Ailsa’s eyebrows lifted in disbelief. “Theking? But…?”
Toby threw an arm in the direction of the table. “That squire, Ailsa. He is not a squire at all. He is King Edward the Third. They had come to kill him but killed our parents instead.”
Astonished, Ailsa’s head snapped in the direction of the table. Not surprisingly, Edward was no longer eating. He was staring wide-eyed at Toby, his expression one of a mouse caught in a trap.
Toby’s pale face was clouded with loathing as she met his stare. “It would have been the decent thing to tell us who you really were rather than carry on a lie that would cost us everything,” she directed her venom at the boy. “At least if we had known, we could have made an effort to protect ourselves. But you left us open and vulnerable without regard for our safety. Is that the kind of king you really are? Do you care nothing for your subjects?”
Slowly, Edward rose to his feet, swallowing what was left in his mouth. He wiped at his lips with the back of his hand.
“How did you know who I was?” he asked with surprising firmness.

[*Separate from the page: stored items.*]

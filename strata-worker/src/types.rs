//! Type definitions for the worker HTTP API
//!
//! Request and response bodies use camelCase field names.

use chrono::{DateTime, Utc};
use serde::{Deserialize, Serialize};
use strata_runtime::HealthReport;
use strata_storage::{PerformanceMetrics, RecoveryTestModel, ValidationResults};
use uuid::Uuid;

/// Body of `POST /backup/restore` and `POST /backup/test`
#[derive(Debug, Clone, Serialize, Deserialize)]
#[serde(rename_all = "camelCase")]
pub struct BackupRequest {
    pub backup_record_id: Uuid,
}

/// Response to an accepted restore request
#[derive(Debug, Clone, Serialize, Deserialize)]
#[serde(rename_all = "camelCase")]
pub struct RestoreAccepted {
    pub backup_record_id: Uuid,
    pub job_id: Uuid,
    pub status: String,
}

impl RestoreAccepted {
    pub fn new(backup_record_id: Uuid, job_id: Uuid) -> Self {
        Self {
            backup_record_id,
            job_id,
            status: "accepted".to_string(),
        }
    }
}

/// Persisted state of a recovery test, as returned to pollers
#[derive(Debug, Clone, Serialize, Deserialize)]
#[serde(rename_all = "camelCase")]
pub struct RecoveryTestDto {
    pub id: Uuid,
    pub backup_record_id: Uuid,
    pub status: String,
    pub test_database_name: String,
    pub validation_results: Option<ValidationResults>,
    pub performance_metrics: Option<PerformanceMetrics>,
    pub error_message: Option<String>,
    pub retry_count: i32,
    pub test_completed_at: Option<DateTime<Utc>>,
    pub created_at: DateTime<Utc>,
    pub updated_at: DateTime<Utc>,
}

impl From<RecoveryTestModel> for RecoveryTestDto {
    fn from(test: RecoveryTestModel) -> Self {
        Self {
            id: test.id,
            backup_record_id: test.backup_record_id,
            status: test.status,
            test_database_name: test.test_database_name,
            validation_results: test.validation_results.map(|json| json.0),
            performance_metrics: test.performance_metrics.map(|json| json.0),
            error_message: test.error_message,
            retry_count: test.retry_count,
            test_completed_at: test.test_completed_at,
            created_at: test.created_at,
            updated_at: test.updated_at,
        }
    }
}

/// Response of `GET /backup/health`
#[derive(Debug, Clone, Serialize, Deserialize)]
pub struct BackupHealthResponse {
    pub healthy: bool,
    pub issues: Vec<String>,
}

impl From<HealthReport> for BackupHealthResponse {
    fn from(report: HealthReport) -> Self {
        Self {
            healthy: report.healthy,
            issues: report.issues,
        }
    }
}

/// Liveness / readiness response
#[derive(Debug, Clone, Serialize, Deserialize)]
pub struct HealthResponse {
    pub status: String,

    #[serde(skip_serializing_if = "Option::is_none")]
    pub version: Option<String>,

    #[serde(skip_serializing_if = "Option::is_none")]
    pub error: Option<String>,
}

impl HealthResponse {
    pub fn healthy() -> Self {
        Self {
            status: "healthy".to_string(),
            version: Some(env!("CARGO_PKG_VERSION").to_string()),
            error: None,
        }
    }

    pub fn unavailable(error: impl Into<String>) -> Self {
        Self {
            status: "unavailable".to_string(),
            version: None,
            error: Some(error.into()),
        }
    }
}

/// Error body for every non-2xx response
#[derive(Debug, Clone, Serialize, Deserialize)]
pub struct ErrorResponse {
    pub error: String,
}
//! End-to-end backup lifecycle against in-memory collaborators
//!
//! Schedules a backup, drives it through the worker, proves it with a
//! recovery test, restores from it, samples it and finally expires it.

use chrono::{Duration, Utc};
use std::sync::Arc;
use strata_runtime::services::alert_codes;
use strata_runtime::{
    BackupHealth, BackupPipeline, BackupScheduler, DisasterRecoveryOrchestrator, IntegritySampler,
    JobDispatcher, JobSpec, PipelineConfig, RecoveryTestHarness, RestoreConfig, SamplerConfig,
    ScheduleConfig, WorkerConfig, WorkerPool,
};
use strata_storage::models::{backup_status, job_state, test_status};
use strata_storage::{BackupStore, RecoveryTestStore};
use strata_tests::assertions::{assert_no_objects_for, assert_verification_gating};
use strata_tests::{dump_bytes, MockServices};

struct Stack {
    mocks: MockServices,
    pipeline: Arc<BackupPipeline>,
    harness: Arc<RecoveryTestHarness>,
    recovery: Arc<DisasterRecoveryOrchestrator>,
    scheduler: BackupScheduler,
    pool: WorkerPool,
    _scratch: tempfile::TempDir,
}

impl Stack {
    fn new() -> Self {
        let scratch = tempfile::tempdir().unwrap();
        let mocks = MockServices::new(dump_bytes(4096));
        let pipeline = Arc::new(BackupPipeline::new(
            mocks.services(),
            PipelineConfig {
                scratch_dir: scratch.path().to_path_buf(),
                ..Default::default()
            },
        ));
        let harness = Arc::new(RecoveryTestHarness::new(
            mocks.services(),
            scratch.path().to_path_buf(),
        ));
        let recovery = Arc::new(DisasterRecoveryOrchestrator::new(
            mocks.services(),
            RestoreConfig {
                scratch_dir: scratch.path().to_path_buf(),
                ..Default::default()
            },
        ));
        let sampler = Arc::new(
            IntegritySampler::new(
                mocks.services(),
                SamplerConfig {
                    sample_percent: 100.0,
                    restore_test: true,
                    ..Default::default()
                },
            )
            .with_harness(harness.clone()),
        );
        let scheduler = BackupScheduler::new(
            pipeline.clone(),
            mocks.alerts.clone(),
            ScheduleConfig::default(),
        )
        .with_sampler(sampler);
        let dispatcher = Arc::new(JobDispatcher::new(
            pipeline.clone(),
            harness.clone(),
            recovery.clone(),
        ));
        let pool = WorkerPool::new(mocks.store.clone(), dispatcher, WorkerConfig::default());

        Self {
            mocks,
            pipeline,
            harness,
            recovery,
            scheduler,
            pool,
            _scratch: scratch,
        }
    }
}

#[tokio::test]
async fn test_backup_lifecycle() {
    let stack = Stack::new();
    let health = BackupHealth::new(stack.mocks.store.clone());

    let before = health.evaluate(Utc::now()).await.unwrap();
    assert!(!before.healthy);

    // Weekly backup runs and verifies
    let backup_id = stack.scheduler.run_weekly_backup().await.unwrap();
    stack.pool.run_until_idle().await.unwrap();
    let record = stack.mocks.store.get_backup_record(backup_id).await.unwrap();
    assert_eq!(record.status, backup_status::COMPLETED);
    assert!(record.integrity_verified);

    // Recovery test through the queue
    let test = stack.harness.create_recovery_test(backup_id).await.unwrap();
    stack.pool.run_until_idle().await.unwrap();
    let test = stack.mocks.store.get_recovery_test(test.id).await.unwrap();
    assert_eq!(test.status, test_status::PASSED);
    assert!(stack.mocks.db_admin.existing().is_empty());

    let after = health.evaluate(Utc::now()).await.unwrap();
    assert!(after.healthy, "unexpected issues: {:?}", after.issues);

    // Restore through the queue
    stack
        .pipeline
        .queue()
        .enqueue(JobSpec::restore(None))
        .await
        .unwrap();
    stack.pool.run_until_idle().await.unwrap();
    let restores = stack.mocks.db_tool.restore_calls();
    let full_restore = restores.last().unwrap();
    assert_eq!(full_restore.database, "teachlink");
    assert!(full_restore.clean);
    assert_eq!(full_restore.input, dump_bytes(4096));
    assert_eq!(
        stack
            .mocks
            .alerts
            .count(alert_codes::DISASTER_RECOVERY_COMPLETED),
        1
    );

    // Sampling with restore tests finds nothing wrong
    let report = stack.scheduler.run_integrity_sample().await.unwrap();
    assert_eq!(report.sampled, vec![backup_id]);
    assert!(report.corrupted.is_empty());

    // Past retention the backup and its objects disappear
    let later = Utc::now() + Duration::days(31);
    let expired = stack.scheduler.run_daily_cleanup(later).await.unwrap();
    assert_eq!(expired, vec![backup_id]);
    stack.pool.run_until_idle().await.unwrap();
    assert!(stack.mocks.store.get_backup_record(backup_id).await.is_err());
    assert_no_objects_for(&stack.mocks.objects.keys(), &record);

    assert!(stack
        .mocks
        .store
        .all_jobs()
        .iter()
        .all(|job| job.state == job_state::SUCCEEDED));
    assert!(stack
        .mocks
        .alerts
        .codes()
        .iter()
        .all(|code| code != alert_codes::BACKUP_FAILED));
}

#[tokio::test]
async fn test_failed_backup_never_becomes_restore_source() {
    let stack = Stack::new();
    stack.mocks.encryption.fail_encrypt(false);

    let backup_id = stack.scheduler.run_weekly_backup().await.unwrap();
    stack.pool.run_until_idle().await.unwrap();

    let record = stack.mocks.store.get_backup_record(backup_id).await.unwrap();
    assert_eq!(record.status, backup_status::FAILED);
    assert_verification_gating(&stack.mocks.store.all_backup_records());

    assert!(stack.recovery.execute_restore().await.is_err());
    assert!(stack.harness.create_recovery_test(backup_id).await.is_err());
    assert!(stack.mocks.db_tool.restore_calls().is_empty());
    assert_eq!(stack.mocks.alerts.count(alert_codes::BACKUP_FAILED), 1);
}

Toby sighed heavily, her weakness growing. Lamely, she lifted an arm and let it slip back down to her side. “I did not for certain until this very moment,” she realized that she felt overwhelming sadness more than anything. “We have lost everything because of you. Why did you have to come to Cartingdon in the first place? Why could you not have simply left us alone?”
“Because Cartingdon is my holding and I serve the king.”
Tate emerged from the stair hall, his storm cloud eyes riveted to Toby. His progression into the room was slow, deliberate, the expression on his face unreadable. He had heard most of her rant as he came down the stairs, not surprised that she had figured out who the young squire was. She was a very smart woman. He found himself oddly torn as he faced off against her; torn between remorse and duty. He was sorry she had been put through such trauma but it had been, in fact, in the line of duty. And he was not going to apologize for his sense of duty.
Toby watched him as he moved towards her, his stalking gait and powerful form. The terror she had initially felt was fading, being replaced by a strange numbness. Her body was shaking with fatigue and emotion and it was increasingly difficult to hold a thought.
“You should have told me who he was,” her voice was quivering. “Out of trust and generosity, we showed you hospitality and you allowed harm to come to my family. If this is the kind of king that Edward plans to be then I will side with Mortimer before I trust him again. He has allowed us to come to devastation.”
She was so pale that she was gray; Tate knew she wasn’t feeling well but he was having difficulty keeping his temperdown. He was extremely protective of Edward, even against an ill young woman who had every right to be angry.